Wesley Clifton: Millsboro farmer fondly remembers days past

Raising chickens is a way of life for the Clifton family
March 3, 2015

A 9-to-5 office job was never in the cards for William “Wesley” Clifton.

The 68-year-old Millsboro poultry farmer says he couldn't imagine a life without farming.

“The poultry business is something I've always been around,” he said as he reflected on decades of producing food for the community.

Poultry farming runs in the Clifton family. Wesley was born above a chicken house in Dagsboro, in a time when living quarters were connected to where the chickens lived and ate. At that time, Wesley said, chicken houses had a feed room in the middle, with living quarters built above.

They weren't anything like today's chicken houses.

“Since I was a little kid, the industry has changed quite a bit,” he said, with a bit of southern twang in his voice. He sounds like a man born to be a farmer. “There was quite a bit more work back then,” he said. As a boy, Wesley would begin his mornings at 5 a.m., making sure coal heaters for his family and the chickens were working.

Wesley knew from an early age that he had a very important responsibility – a grueling job that needed attention early in the morning, and as soon as he got home from school each day. The young farmer-in-the-making used corn cobs to get the fire started. “You better be serious or you were constantly rebuilding the fire,” he said. “Now you just flip a switch.”

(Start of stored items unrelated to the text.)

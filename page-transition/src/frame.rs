//! # Frame 模块
//!
//! 帧循环：持有动画系统，按固定间隔推进所有动画，并广播"已渲染一帧"。
//!
//! 帧计数通过 `watch` 广播，`next_frame` 等待下一次 `tick`。

use std::cell::RefCell;
use std::rc::Rc;
use std::time::Duration;

use tokio::sync::watch;
use tokio::time::{Instant, MissedTickBehavior};

use crate::animation::{AnimationEvent, AnimationSystem, ObjectId};
use crate::document::Element;

/// 帧间隔下限
const MIN_FRAME_INTERVAL: Duration = Duration::from_millis(1);

/// 帧循环
#[derive(Debug)]
pub struct FrameLoop {
    system: RefCell<AnimationSystem>,
    frames: watch::Sender<u64>,
}

impl Default for FrameLoop {
    fn default() -> Self {
        Self::new()
    }
}

impl FrameLoop {
    pub fn new() -> Self {
        Self {
            system: RefCell::new(AnimationSystem::new()),
            frames: watch::Sender::new(0),
        }
    }

    /// 元素在动画系统中的对象 ID，首次访问时注册
    pub fn object_id(&self, element: &Rc<Element>) -> ObjectId {
        if let Some(id) = element.object_id() {
            if self.system.borrow().is_registered(id) {
                return id;
            }
        }
        let id = self.system.borrow_mut().register(element.clone());
        element.set_object_id(Some(id));
        id
    }

    /// 从动画系统注销元素，进行中的动画随之终止
    pub fn release(&self, element: &Element) {
        if let Some(id) = element.object_id() {
            self.system.borrow_mut().unregister(id);
            element.set_object_id(None);
        }
    }

    /// 借用动画系统
    ///
    /// 闭包内不能再调用本帧循环的其它方法。
    pub fn with_system<R>(&self, f: impl FnOnce(&mut AnimationSystem) -> R) -> R {
        f(&mut self.system.borrow_mut())
    }

    /// 推进一帧
    pub fn tick(&self, dt: f32) -> Vec<AnimationEvent> {
        let events = self.system.borrow_mut().update(dt);
        self.frames.send_modify(|count| *count += 1);
        events
    }

    /// 已渲染的帧数
    pub fn frame_count(&self) -> u64 {
        *self.frames.borrow()
    }

    /// 是否还有动画在播放
    pub fn is_animating(&self) -> bool {
        self.system.borrow().has_active_animations()
    }

    /// 等待下一帧渲染完成
    pub async fn next_frame(&self) {
        let mut frames = self.frames.subscribe();
        if frames.changed().await.is_err() {
            std::future::pending::<()>().await;
        }
    }

    /// 按固定间隔持续推进，永不返回
    ///
    /// 间隔不足 1ms 时按 1ms 处理。
    pub async fn run(&self, interval: Duration) {
        let mut ticker = tokio::time::interval(interval.max(MIN_FRAME_INTERVAL));
        ticker.set_missed_tick_behavior(MissedTickBehavior::Delay);
        let mut last = Instant::now();

        loop {
            ticker.tick().await;
            let now = Instant::now();
            let dt = now.duration_since(last).as_secs_f32();
            last = now;
            self.tick(dt);
        }
    }
}

#[cfg(test)]
mod tests {
    use super::*;
    use crate::animation::Tween;

    #[test]
    fn test_object_id_is_cached() {
        let frames = FrameLoop::new();
        let element = Rc::new(Element::new("node"));

        let a = frames.object_id(&element);
        let b = frames.object_id(&element);
        assert_eq!(a, b);

        frames.release(&element);
        let c = frames.object_id(&element);
        assert_ne!(a, c);
    }

    #[test]
    fn test_tick_drives_animations() {
        let frames = FrameLoop::new();
        let element = Rc::new(Element::new("node"));
        let id = frames.object_id(&element);

        frames
            .with_system(|system| system.animate(Tween::to(id, "opacity", 0.0, 0.1)))
            .unwrap();
        assert!(frames.is_animating());

        frames.tick(0.2);
        assert_eq!(element.style().opacity, 0.0);
        assert!(!frames.is_animating());
        assert_eq!(frames.frame_count(), 1);
    }

    #[tokio::test(start_paused = true)]
    async fn test_zero_interval_still_ticks() {
        let frames = FrameLoop::new();

        tokio::select! {
            _ = frames.run(Duration::ZERO) => unreachable!(),
            _ = tokio::time::sleep(Duration::from_millis(10)) => {}
        }
        assert!(frames.frame_count() >= 5);
    }

    #[tokio::test(start_paused = true)]
    async fn test_next_frame_waits_for_tick() {
        let frames = FrameLoop::new();

        tokio::select! {
            _ = frames.run(Duration::from_millis(16)) => unreachable!(),
            _ = async {
                frames.next_frame().await;
                frames.next_frame().await;
            } => {}
        }
        assert!(frames.frame_count() >= 2);
    }
}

After school, he'd go right back to work alongside his mother, finishing their work by 7 or 8 p.m. Then he'd wash up, maybe do some homework, and rest for the day ahead.

“They'd let me do anything I'd want to do, anything that I was big enough to do,” he said.

Once a week, the family would go into town to the grocery store. He remembers the bread man and the milk man would swing by the house, long before big box stores.

It was a simple life, full of hard work. With his sweet smile and rough hands, Wesley says he wouldn't be the man he is today if he had lived his life any differently.

“It didn't ever cross my mind that I'd still be in the chicken business at my age,” he said. “I envisioned that 9-to-5 job, but I just never got away from those 16-hour days. I really enjoy what I do.”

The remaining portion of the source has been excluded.